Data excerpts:
*** Begin section ***
//! Environment binder: the only way core code touches host globals.
//!
//! Production wiring supplies a window-backed binder; tests use [`MemoryEnvironmentBinder`].

use std::{cell::RefCell, collections::BTreeMap, fmt, rc::Rc};

use crate::{guard::ProtectedProvider, shim::LegacyShim};

/// Property attributes for a host-global slot.
#[derive(Debug, Clone, Copy, PartialEq, Eq)]
pub struct SlotAttributes {
    /// Slot shows up when the host enumerates its globals.
    pub enumerable: bool,
    /// Slot can be redefined or deleted.
    pub configurable: bool,
    /// Slot can be reassigned.
    pub writable: bool,
}

impl SlotAttributes {
    /// Attributes of a plain assignment.
    pub const fn assignment() -> Self {
        Self {
            enumerable: true,
            configurable: true,
            writable: true,
        }
    }
}

/// Value installed into a host-global slot.
#[derive(Clone)]
pub enum BoundValue {
    /// The wrapped provider.
    Provider(ProtectedProvider),
    /// The legacy `web3` shim.
    LegacyShim(Rc<LegacyShim>),
}

impl fmt::Debug for BoundValue {
    fn fmt(&self, f: &mut fmt::Formatter<'_>) -> fmt::Result {
        match self {
            Self::Provider(provider) => f.debug_tuple("Provider").field(provider).finish(),
            Self::LegacyShim(_) => f.write_str("LegacyShim(..)"),
        }
    }
}

/// Host-global binding and event dispatch.
pub trait EnvironmentBinder {
    /// Returns whether the named slot currently holds a truthy value.
    fn is_bound(&self, name: &str) -> bool;

    /// Installs `value` at `name` with `attributes`.
    fn bind(&self, name: &str, value: BoundValue, attributes: SlotAttributes)
        -> Result<(), String>;

    /// Synchronously dispatches a payload-less event named `event_name`.
    fn announce(&self, event_name: &str) -> Result<(), String>;
}

/// One call observed by [`MemoryEnvironmentBinder`].
#[derive(Debug, Clone)]
pub enum BinderCall {
    /// A slot assignment.
    Bind {
        /// Slot name.
        name: String,
        /// Attributes used for the slot.
        attributes: SlotAttributes,
    },
    /// An event dispatch.
    Announce {
        /// Event name.
        event_name: String,
    },
}

#[derive(Debug, Clone, Default)]
/// In-memory binder that records calls and keeps bound values, shared across clones.
pub struct MemoryEnvironmentBinder {
    slots: Rc<RefCell<BTreeMap<String, BoundValue>>>,
    calls: Rc<RefCell<Vec<BinderCall>>>,
}

impl MemoryEnvironmentBinder {
    /// Returns the value currently bound at `name`.
    pub fn slot(&self, name: &str) -> Option<BoundValue> {
        self.slots.borrow().get(name).cloned()
    }

    /// Returns every call in order.
    pub fn calls(&self) -> Vec<BinderCall> {
        self.calls.borrow().clone()
    }

    /// Seeds a slot without recording a call, as if page code had set it first.
    pub fn preset(&self, name: impl Into<String>, value: BoundValue) {
        self.slots.borrow_mut().insert(name.into(), value);
    }
}

impl EnvironmentBinder for MemoryEnvironmentBinder {
    fn is_bound(&self, name: &str) -> bool {
        self.slots.borrow().contains_key(name)
    }

    fn bind(
        &self,
        name: &str,
        value: BoundValue,
        attributes: SlotAttributes,
    ) -> Result<(), String> {
        self.slots.borrow_mut().insert(name.to_string(), value);
        self.calls.borrow_mut().push(BinderCall::Bind {
            name: name.to_string(),
            attributes,
        });
        Ok(())
    }

    fn announce(&self, event_name: &str) -> Result<(), String> {
        self.calls.borrow_mut().push(BinderCall::Announce {
            event_name: event_name.to_string(),
        });
        Ok(())
    }
}
/// Harvestable loss is summed over the attached holdings only.
fn tax_loss_harvesting(m: &PortfolioMetrics, t: &Thresholds) -> Option<Insight> {
    let mut stocks: Vec<&HoldingMetrics> = m
        .holdings
        .iter()
        .filter(|h| h.pnl() < -t.tax_loss_min_loss)
        .collect();
    stocks.sort_by(|a, b| {
        a.pnl()
            .partial_cmp(&b.pnl())
            .unwrap_or(std::cmp::Ordering::Equal)
    });
    let stocks = take_top(stocks, t.top_k);
    if stocks.is_empty() {
        return None;
    }
    let total_loss: f64 = stocks.iter().map(|h| h.pnl().abs()).sum();
    Some(Insight {
        id: "tax-loss".into(),
        kind: InsightKind::Info,
        category: InsightCategory::Tax,
        impact: Impact::Medium,
        title: "Tax Loss Harvesting Opportunity".into(),
        description: format!(
            "You have {} in unrealized losses that could be used to offset capital gains.",
            format_amount(total_loss, &m.currency)
        ),
        actionable: true,
        metrics: vec![
            InsightMetric::new(
                "Potential Tax Offset",
                MetricValue::Amount(total_loss * t.tax_rate),
            ),
            InsightMetric::new("Stocks Eligible", MetricValue::Count(stocks.len())),
        ],
        holdings: stocks,
    })
}

fn sector_concentration(m: &PortfolioMetrics, t: &Thresholds) -> Option<Insight> {
    let sectors: Vec<&SectorSummary> = m
        .sectors
        .iter()
        .filter(|s| s.weight > t.sector_concentration_pct)
        .collect();
    if sectors.is_empty() {
        return None;
    }
    let names: Vec<&str> = sectors.iter().map(|s| s.name.as_str()).collect();
    let max_weight = sectors.iter().map(|s| s.weight).fold(f64::MIN, f64::max);
    Some(Insight {
        id: "sector-concentration".into(),
        kind: InsightKind::Warning,
        category: InsightCategory::Risk,
        impact: Impact::High,
        title: "Sector Concentration Risk".into(),
        description: format!(
            "{} sector{} {} overweight (>{}%). Consider diversifying.",
            names.join(", "),
            plural(names.len()),
            if names.len() > 1 { "are" } else { "is" },
            trim_number(t.sector_concentration_pct)
        ),
        actionable: true,
        holdings: Vec::new(),
        metrics: vec![
            InsightMetric::new("Overweight Sectors", MetricValue::Count(sectors.len())),
            InsightMetric::new("Max Sector Weight", MetricValue::Percent(max_weight)),
        ],
    })
}

fn small_positions(m: &PortfolioMetrics, t: &Thresholds) -> Option<Insight> {
    let mut small: Vec<&HoldingMetrics> = m
        .holdings
        .iter()
        .filter(|h| h.current_value < t.small_position_value)
        .filter(|h| h.weight < t.small_position_weight_pct)
        .collect();
    if small.len() <= t.small_position_min_count {
        return None;
    }
    small.sort_by(|a, b| {
        a.current_value
            .partial_cmp(&b.current_value)
            .unwrap_or(std::cmp::Ordering::Equal)
    });
    let total_value: f64 = small.iter().map(|h| h.current_value).sum();
    let total_weight: f64 = small.iter().map(|h| h.weight).sum();
    let count = small.len();
    Some(Insight {
        id: "small-positions".into(),
        kind: InsightKind::Info,
        category: InsightCategory::Rebalancing,
        impact: Impact::Low,
        title: "Consider Consolidating Small Positions".into(),
        description: format!(
            "You have {count} positions under {}. Consider consolidating to simplify portfolio management.",
            format_amount(t.small_position_value, &m.currency)
        ),
        actionable: true,
        holdings: take_top(small, t.top_k),
        metrics: vec![
            InsightMetric::new("Total Value", MetricValue::Amount(total_value)),
            InsightMetric::new("Portfolio Weight", MetricValue::Percent(total_weight)),
        ],
    })
}
use crate::models::fx::FxRate;
use crate::providers::traits::RateProvider;

/// Resolves the foreign → home conversion rate once per refresh.
///
/// A failed or implausible live lookup never fails the refresh: the caller's
/// fallback constant is used instead and the returned [`FxRate`] is marked
/// as [`RateSource::Fallback`](crate::models::fx::RateSource::Fallback) so
/// the presentation layer can say so.
pub struct CurrencyService;

impl CurrencyService {
    pub fn new() -> Self {
        Self
    }

    /// Fetch `from` → `to` from the provider, or fall back.
    ///
    /// Same-currency requests resolve to 1.0 without a lookup.
    pub async fn resolve_rate(
        &self,
        provider: Option<&dyn RateProvider>,
        from_currency: &str,
        to_currency: &str,
        fallback: f64,
    ) -> FxRate {
        let from = from_currency.to_uppercase();
        let to = to_currency.to_uppercase();

        if from == to {
            return FxRate::live(&from, &to, 1.0, "identity");
        }

        let Some(provider) = provider else {
            log::warn!("No rate provider configured, using fallback {from}/{to} rate {fallback}");
            return FxRate::fallback(&from, &to, fallback);
        };

        match provider.get_rate(&from, &to).await {
            Ok(rate) if rate.is_finite() && rate > 0.0 => {
                log::debug!("{} quoted {from}/{to} at {rate}", provider.name());
                FxRate::live(&from, &to, rate, provider.name())
            }
            Ok(rate) => {
                log::warn!(
                    "{} returned unusable {from}/{to} rate {rate}, using fallback {fallback}",
                    provider.name()
                );
                FxRate::fallback(&from, &to, fallback)
            }
            Err(e) => {
                log::warn!(
                    "{} rate lookup for {from}/{to} failed ({e}), using fallback {fallback}",
                    provider.name()
                );
                FxRate::fallback(&from, &to, fallback)
            }
        }
    }
}

impl Default for CurrencyService {
    fn default() -> Self {
        Self::new()
    }
}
*** End section ***
• **What is needed**: The answer should be an exact copy of the lines from the first line of the data through the line with "impl fmt::Debug for" and should contain nothing else.

• **Answer to this task**:
//! Environment binder: the only way core code touches host globals.
//!
//! Production wiring supplies a window-backed binder; tests use [`MemoryEnvironmentBinder`].

use std::{cell::RefCell, collections::BTreeMap, fmt, rc::Rc};

use crate::{guard::ProtectedProvider, shim::LegacyShim};

/// Property attributes for a host-global slot.
#[derive(Debug, Clone, Copy, PartialEq, Eq)]
pub struct SlotAttributes {
    /// Slot shows up when the host enumerates its globals.
    pub enumerable: bool,
    /// Slot can be redefined or deleted.
    pub configurable: bool,
    /// Slot can be reassigned.
    pub writable: bool,
}

impl SlotAttributes {
    /// Attributes of a plain assignment.
    pub const fn assignment() -> Self {
        Self {
            enumerable: true,
            configurable: true,
            writable: true,
        }
    }
}

/// Value installed into a host-global slot.
#[derive(Clone)]
pub enum BoundValue {
    /// The wrapped provider.
    Provider(ProtectedProvider),
    /// The legacy `web3` shim.
    LegacyShim(Rc<LegacyShim>),
}

impl fmt::Debug for BoundValue {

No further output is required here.